Dark Cornish Chickens
The Dark Cornish is a traditional chicken developed purely for great taste. To back up, the Cornish/Rock hybrid cross was developed to meet the demands of the commercial market, and that is the type of chicken you see in the average store. Way back when, the Rock was chosen to contribute its size and fast growth to the hybrid mix. The Cornish was chosen to add better flavor. That hybrid cross, many generations later, has resulted in a product of breeding so selective and so specific as to bear no resemblance to any of the original heavy meat breeds used to produce it. It can be grown, and we have grown it, on pasture and without drugs. The bird of choice here is the uncompromised original, the Dark Cornish.

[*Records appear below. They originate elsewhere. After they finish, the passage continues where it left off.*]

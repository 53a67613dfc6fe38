/// Proxy configuration, read once from the environment at startup.
#[derive(Debug, Clone)]
pub struct ProxyConfig {
    pub github_token: Option<String>,
    /// `owner/repo`
    pub github_repo: Option<String>,
    pub github_branch: String,
    pub content_path: String,
    pub builder_state_path: String,
    pub github_api_base: String,
    /// Shared secret expected in `x-aisa-console-token` by `/content`.
    pub console_token: Option<String>,
    /// Shared secret expected in `x-aisa-admin-token` by the builder endpoints.
    pub admin_token: Option<String>,
    pub allowed_origin: Option<String>,
    pub build_hook_url: Option<String>,
    pub host: String,
    pub port: u16,
}

impl Default for ProxyConfig {
    fn default() -> Self {
        ProxyConfig {
            github_token: None,
            github_repo: None,
            github_branch: "main".to_string(),
            content_path: "data/content.json".to_string(),
            builder_state_path: "content/builder/state.json".to_string(),
            github_api_base: "https://api.github.com".to_string(),
            console_token: None,
            admin_token: None,
            allowed_origin: None,
            build_hook_url: None,
            host: "127.0.0.1".to_string(),
            port: 8080,
        }
    }
}

impl ProxyConfig {
    pub fn from_env() -> Self {
        Self::from_lookup(|key| std::env::var(key).ok())
    }

    /// Build from any variable source. Empty values count as unset.
    pub fn from_lookup(lookup: impl Fn(&str) -> Option<String>) -> Self {
        let get = |key: &str| lookup(key).filter(|v| !v.trim().is_empty());
        let defaults = ProxyConfig::default();

        ProxyConfig {
            github_token: get("GITHUB_TOKEN"),
            github_repo: get("GITHUB_REPO"),
            github_branch: get("GITHUB_BRANCH").unwrap_or(defaults.github_branch),
            content_path: get("GITHUB_CONTENT_PATH").unwrap_or(defaults.content_path),
            builder_state_path: get("BUILDER_STATE_PATH").unwrap_or(defaults.builder_state_path),
            github_api_base: get("GITHUB_API_BASE").unwrap_or(defaults.github_api_base),
            console_token: get("AISA_CONSOLE_TOKEN"),
            admin_token: get("AISA_ADMIN_TOKEN"),
            allowed_origin: get("CONSOLE_ALLOWED_ORIGIN"),
            build_hook_url: get("NETLIFY_BUILD_HOOK_URL"),
            host: get("FOLIO_HOST").unwrap_or(defaults.host),
            port: get("FOLIO_PORT")
                .and_then(|p| p.parse().ok())
                .unwrap_or(defaults.port),
        }
    }

    /// `GITHUB_REPO` split into owner and name, if well formed.
    pub fn repo_parts(&self) -> Option<(&str, &str)> {
        let (owner, repo) = self.github_repo.as_deref()?.split_once('/')?;
        if owner.is_empty() || repo.is_empty() || repo.contains('/') {
            return None;
        }
        Some((owner, repo))
    }
}
// Deploy trigger: asks the deploy proxy to fire the build hook

use crate::error::{FolioError, Result};
use crate::persistence::{RemoteEndpoint, RemoteRequest, DEPLOY_ROUTE};

/// Body characters kept when a deploy request fails.
const FAILURE_BODY_LIMIT: usize = 200;

/// POST with no body to the deploy proxy. Succeeds iff the proxy answers 2xx;
/// whether the resulting build succeeds is not observable from here.
pub async fn trigger_deploy(endpoint: &dyn RemoteEndpoint) -> Result<()> {
    let response = endpoint.send(RemoteRequest::post(DEPLOY_ROUTE, None)).await?;
    if !response.is_success() {
        let body: String = response.body.chars().take(FAILURE_BODY_LIMIT).collect();
        return Err(FolioError::Remote {
            status: response.status,
            detail: format!("Deploy failed ({}): {}", response.status, body),
        });
    }
    log::info!("Deploy triggered");
    Ok(())
}

#[cfg(test)]
mod tests {
    use super::*;
    use crate::persistence::testing::ScriptedEndpoint;
    use crate::persistence::Method;

    #[tokio::test]
    async fn test_deploy_success() {
        let endpoint = ScriptedEndpoint::new(vec![(200, "{\"ok\":true}")]);
        trigger_deploy(&endpoint).await.unwrap();

        let sent = endpoint.sent();
        assert_eq!(sent[0].method, Method::Post);
        assert_eq!(sent[0].path, DEPLOY_ROUTE);
        assert!(sent[0].body.is_none());
    }

    #[tokio::test]
    async fn test_deploy_failure_truncates_body() {
        let long = "e".repeat(600);
        let endpoint = ScriptedEndpoint::new(vec![(502, long.as_str())]);
        let err = trigger_deploy(&endpoint).await.unwrap_err();
        match err {
            FolioError::Remote { status, detail } => {
                assert_eq!(status, 502);
                assert_eq!(detail, format!("Deploy failed (502): {}", "e".repeat(200)));
            }
            other => panic!("unexpected error: {other}"),
        }
    }
}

The Dark Cornish is indeed a small bird. It is a luxury. I have been growing them for myself for years. It results in a bird a little larger than a Cornish Game Hen, with the appearance of a plump roaster. We grow them to about 12 weeks and they are still small. They are very active birds, forage as aggressively as anything I have ever raised, and the worst thing I can say bout them is that they are very, very hard to catch. I refer to them as my feral chickens. They have great instincts about avoiding predators, although they are not very nice-natured. If I ever go out in the morning and find a red fox dead in the yard, I’ll know that one of the Dark Cornish got him. They are expensive to raise. You will have a tasty little dinner for two with leftovers, or for four without anything to put away.
A NOTE ON WHAT WE DO NOT RAISE: We do not raise the over-sized, double-wide birds you see in the grocery store. Almost all of the chicken you have ever seen in a supermarket is of one general type, derived from the Cornish Cross hybrid. The Cornish Cross is a large broiler/roaster designed for commercial production, but amazingly adaptable f or pastured, no-drug rearing. The controversy over this bird arises from the fact that it owes its existence to the industry’s desire to create a creature that could survive the abuses of confinement rearing, grow at an abnormal rate and be ready for butcher in 6-8 weeks. It is not a breed; it will not reproduce true to type. It the end point of selective hybridization, and the industry will create more next year from the same hybridization methods. It is a food source whose genetics are owned by corporations. It has been developed to withstand the cruelty and abuses of the commercial poultry industry. If it disappeared tomorrow, those abusive management practices would have to change. All of that has led me to be concerned about raising these hybrids, as has the fact that raising them is disapproved of by people whose opinion I respect, like the folks from the Animal Welfare Institute, and the American Livestock Breeds Conservancy. It concerns me even though pasture rearing that bird is an improvement over buying one in the store, for you and the bird. On balance, I have decided against doing so. In part that is because I have raised them on pasture and concluded that while they thrived and foraged in a pastured, no-drug environment, their failure to run around like other chickens suggested that they were not comfortable trying to support their immense bodies on what are after all, little chicken legs.